Statistical District (S Dist)
Statistical Districts (S Dist) consist of selected, significant, predominantly urban areas in Australia which are not located within a Capital City Statistical Division (SD). S Dists enable comparable statistics to be produced about these selected urban areas. Further information concerning S Dists is contained in Australian Standard Geographical Classification (ASGC) (cat. no. 1216.0).
Statistical Division (SD)
Statistical Divisions (SD) consist of one or more Statistical Subdivisions (SSD). The divisions are designed to be relatively homogeneous regions characterised by identifiable social and economic units within the region, under the unifying influence of one or more major towns or cities. Further information concerning SDs is contained in Australian Standard Geographical Classification (ASGC) (cat. no. 1216.0).
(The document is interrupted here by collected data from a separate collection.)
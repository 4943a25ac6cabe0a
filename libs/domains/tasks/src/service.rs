//! Task Service - Business logic layer

use std::sync::Arc;
use tracing::instrument;
use uuid::Uuid;
use validator::Validate;

use crate::error::{TaskError, TaskResult};
use crate::models::{
    CreateTask, DEFAULT_PAGE_SIZE, MAX_PAGE_SIZE, Task, TaskFilter, TaskPage, UpdateTask,
};
use crate::repository::TaskRepository;

/// Task service providing the six lifecycle operations.
///
/// The service validates inputs, normalizes pagination, and performs the
/// explicit existence checks that turn store no-ops into `NotFound`. It is
/// stateless aside from its repository handle, so one instance serves all
/// concurrent requests.
pub struct TaskService<R: TaskRepository> {
    repository: Arc<R>,
}

impl<R: TaskRepository> TaskService<R> {
    /// Create a new TaskService with the given repository
    pub fn new(repository: R) -> Self {
        Self {
            repository: Arc::new(repository),
        }
    }

    /// Create a new task with validation
    #[instrument(skip(self, input), fields(task_title = %input.title))]
    pub async fn create_task(&self, input: CreateTask) -> TaskResult<Task> {
        // Validate before any store call
        input
            .validate()
            .map_err(|e| TaskError::Validation(e.to_string()))?;

        let task = self.repository.create(input).await?;

        tracing::info!(task_id = %task.id, "Task created successfully");
        Ok(task)
    }

    /// List tasks matching the filter, returning one page plus the
    /// filtered total.
    ///
    /// The limit is normalized here so every transport gets the bound:
    /// values above [`MAX_PAGE_SIZE`] are clamped and non-positive values
    /// (which Mongo would read as "unbounded") fall back to
    /// [`DEFAULT_PAGE_SIZE`]. The count and the page fetch run concurrently
    /// since the total does not depend on the page window.
    #[instrument(skip(self, filter), fields(limit = filter.limit, skip = filter.skip))]
    pub async fn list_tasks(&self, filter: TaskFilter) -> TaskResult<TaskPage> {
        let limit = if filter.limit <= 0 {
            DEFAULT_PAGE_SIZE
        } else {
            filter.limit.min(MAX_PAGE_SIZE)
        };
        let filter = TaskFilter { limit, ..filter };

        let (total, tasks) = tokio::try_join!(
            self.repository.count(filter.clone()),
            self.repository.list(filter.clone()),
        )?;

        tracing::info!(total, page_len = tasks.len(), "Tasks listed");
        Ok(TaskPage {
            tasks,
            total,
            limit: filter.limit,
            skip: filter.skip,
        })
    }

    /// Get a task by ID
    #[instrument(skip(self), fields(task_id = %id))]
    pub async fn get_task(&self, id: Uuid) -> TaskResult<Task> {
        self.repository
            .get_by_id(id)
            .await?
            .ok_or(TaskError::NotFound(id))
    }

    /// Replace the whole task at `id` with a new full record.
    ///
    /// Confirms existence first so an absent id is a distinguishable
    /// `NotFound` before any mutation is attempted. Never upserts.
    #[instrument(skip(self, input), fields(task_id = %id))]
    pub async fn replace_task(&self, id: Uuid, input: CreateTask) -> TaskResult<Task> {
        input
            .validate()
            .map_err(|e| TaskError::Validation(e.to_string()))?;

        self.get_task(id).await?;

        // A concurrent delete can still remove the record between the
        // check and the replace; that caller legitimately sees NotFound.
        let task = self
            .repository
            .replace(id, input)
            .await?
            .ok_or(TaskError::NotFound(id))?;

        tracing::info!(task_id = %id, "Task replaced successfully");
        Ok(task)
    }

    /// Merge the supplied fields into the task at `id`.
    #[instrument(skip(self, input), fields(task_id = %id))]
    pub async fn update_task(&self, id: Uuid, input: UpdateTask) -> TaskResult<Task> {
        input
            .validate()
            .map_err(|e| TaskError::Validation(e.to_string()))?;

        self.get_task(id).await?;

        let task = self
            .repository
            .update(id, input)
            .await?
            .ok_or(TaskError::NotFound(id))?;

        tracing::info!(task_id = %id, "Task updated successfully");
        Ok(task)
    }

    /// Delete the task at `id`
    #[instrument(skip(self), fields(task_id = %id))]
    pub async fn delete_task(&self, id: Uuid) -> TaskResult<()> {
        self.get_task(id).await?;

        let deleted = self.repository.delete(id).await?;
        if !deleted {
            return Err(TaskError::NotFound(id));
        }

        tracing::info!(task_id = %id, "Task deleted successfully");
        Ok(())
    }
}

impl<R: TaskRepository> Clone for TaskService<R> {
    fn clone(&self) -> Self {
        Self {
            repository: Arc::clone(&self.repository),
        }
    }
}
Statistical Local Area (SLA)
Statistical Local Areas (SLA) are, in most cases, identical with, or have been formed from a division of, whole Local Government Areas (LGA). In other cases, they represent unincorporated areas. In aggregate, SLAs cover the whole of a state or territory without gaps or overlaps. In some cases legal LGAs overlap statistical subdivision boundaries and therefore comprise two or three SLAs (Part A, Part B and, if necessary, Part C). Further information concerning SLAs is contained in Australian Standard Geographical Classification (ASGC)(cat. no. 1216.0).
Statistical Subdivision (SSD)
Statistical Subdivisions (SSD) are of intermediate size, between Statistical Local Areas (SLA) and Statistical Divisions (SD). In aggregate, they cover the whole of Australia without gaps or overlaps. They are defined as socially and economically homogeneous regions characterised by identifiable links between the inhabitants. In the non-urban areas an SSD is characterised by identifiable links between the economic units within the region, under the unifying influence of one or more major towns or cities. Further information concerning SSDs is contained in Australian Standard Geographical Classification (ASGC) (cat. no. 1216.0).
Total fertility rate (TFR)
The sum of age-specific fertility rates (live births at each age of mother per female population of that age). It represents the number of children a female would bear during her lifetime if she experienced current age-specific fertility rates at each age of her reproductive life.